> Data extracts
Segment Open

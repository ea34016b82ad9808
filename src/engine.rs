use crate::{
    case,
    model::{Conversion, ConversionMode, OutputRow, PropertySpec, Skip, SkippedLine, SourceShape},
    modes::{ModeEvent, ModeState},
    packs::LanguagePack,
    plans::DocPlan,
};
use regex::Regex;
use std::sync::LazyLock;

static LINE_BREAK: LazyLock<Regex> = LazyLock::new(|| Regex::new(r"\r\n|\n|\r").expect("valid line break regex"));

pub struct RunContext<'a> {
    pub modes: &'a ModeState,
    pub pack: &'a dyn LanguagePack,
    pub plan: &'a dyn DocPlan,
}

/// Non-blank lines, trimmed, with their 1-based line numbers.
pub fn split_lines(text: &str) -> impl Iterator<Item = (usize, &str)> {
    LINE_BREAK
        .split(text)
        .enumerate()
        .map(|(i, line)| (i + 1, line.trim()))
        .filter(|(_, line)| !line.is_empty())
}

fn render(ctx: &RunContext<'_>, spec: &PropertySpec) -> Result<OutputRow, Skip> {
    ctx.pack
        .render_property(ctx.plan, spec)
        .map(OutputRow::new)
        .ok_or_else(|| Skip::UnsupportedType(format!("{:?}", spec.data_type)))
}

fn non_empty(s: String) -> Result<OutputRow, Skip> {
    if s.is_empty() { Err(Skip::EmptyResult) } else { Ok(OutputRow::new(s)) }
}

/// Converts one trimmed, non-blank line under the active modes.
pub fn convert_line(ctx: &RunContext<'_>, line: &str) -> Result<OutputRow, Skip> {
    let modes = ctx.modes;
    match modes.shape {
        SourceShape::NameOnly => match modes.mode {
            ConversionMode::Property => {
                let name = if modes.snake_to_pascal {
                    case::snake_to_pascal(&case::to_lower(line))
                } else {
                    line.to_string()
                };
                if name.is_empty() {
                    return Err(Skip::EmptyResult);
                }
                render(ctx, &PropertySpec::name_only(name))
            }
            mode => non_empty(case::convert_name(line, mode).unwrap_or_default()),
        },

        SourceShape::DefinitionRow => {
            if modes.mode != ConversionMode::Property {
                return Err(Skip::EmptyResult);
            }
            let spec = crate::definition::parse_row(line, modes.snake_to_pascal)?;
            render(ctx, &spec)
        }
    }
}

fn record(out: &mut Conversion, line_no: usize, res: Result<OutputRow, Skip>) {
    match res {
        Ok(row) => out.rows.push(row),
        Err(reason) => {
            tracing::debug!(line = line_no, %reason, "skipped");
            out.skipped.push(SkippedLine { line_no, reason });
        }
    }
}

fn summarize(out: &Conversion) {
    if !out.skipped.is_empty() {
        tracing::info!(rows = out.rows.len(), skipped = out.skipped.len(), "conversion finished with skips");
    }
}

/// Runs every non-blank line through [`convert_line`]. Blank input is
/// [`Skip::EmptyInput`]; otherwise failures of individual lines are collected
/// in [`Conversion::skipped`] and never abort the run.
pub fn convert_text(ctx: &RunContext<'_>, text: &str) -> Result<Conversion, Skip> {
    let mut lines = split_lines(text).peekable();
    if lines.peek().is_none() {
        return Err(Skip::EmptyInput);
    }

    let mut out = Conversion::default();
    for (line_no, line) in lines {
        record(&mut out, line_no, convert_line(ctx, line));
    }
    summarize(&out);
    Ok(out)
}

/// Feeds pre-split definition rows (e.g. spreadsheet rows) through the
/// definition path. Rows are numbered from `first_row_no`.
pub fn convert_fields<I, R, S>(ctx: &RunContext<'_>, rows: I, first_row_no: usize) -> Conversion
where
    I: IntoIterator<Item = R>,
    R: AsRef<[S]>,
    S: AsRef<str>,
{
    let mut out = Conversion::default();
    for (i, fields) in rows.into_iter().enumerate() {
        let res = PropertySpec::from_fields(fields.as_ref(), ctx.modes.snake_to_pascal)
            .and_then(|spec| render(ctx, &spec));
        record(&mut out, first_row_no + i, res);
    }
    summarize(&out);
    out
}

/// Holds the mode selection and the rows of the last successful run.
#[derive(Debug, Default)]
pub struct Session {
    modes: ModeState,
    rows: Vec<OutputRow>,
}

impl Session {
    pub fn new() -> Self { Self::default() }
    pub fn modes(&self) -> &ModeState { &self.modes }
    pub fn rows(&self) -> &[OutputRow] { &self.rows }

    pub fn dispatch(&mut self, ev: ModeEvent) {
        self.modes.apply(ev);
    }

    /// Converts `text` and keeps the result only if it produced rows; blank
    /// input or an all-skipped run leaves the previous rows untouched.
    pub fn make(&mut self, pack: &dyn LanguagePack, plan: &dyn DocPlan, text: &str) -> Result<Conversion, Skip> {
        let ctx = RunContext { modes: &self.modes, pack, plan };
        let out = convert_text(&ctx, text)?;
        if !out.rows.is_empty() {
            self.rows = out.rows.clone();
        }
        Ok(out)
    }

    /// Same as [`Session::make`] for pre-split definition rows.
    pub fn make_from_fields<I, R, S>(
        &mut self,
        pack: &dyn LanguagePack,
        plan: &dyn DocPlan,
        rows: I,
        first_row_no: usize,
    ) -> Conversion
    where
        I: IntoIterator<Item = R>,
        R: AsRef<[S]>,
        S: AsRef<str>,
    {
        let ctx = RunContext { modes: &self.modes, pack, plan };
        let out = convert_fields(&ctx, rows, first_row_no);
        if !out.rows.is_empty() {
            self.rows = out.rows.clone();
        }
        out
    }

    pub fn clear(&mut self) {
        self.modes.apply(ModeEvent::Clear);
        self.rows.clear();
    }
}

Segment Closed

> Try it
Show all lines above holding the word "Regex".

> Response to the task
use regex::Regex;
static LINE_BREAK: LazyLock<Regex> = LazyLock::new(|| Regex::new(r"\r\n|\n|\r").expect("valid line break regex"));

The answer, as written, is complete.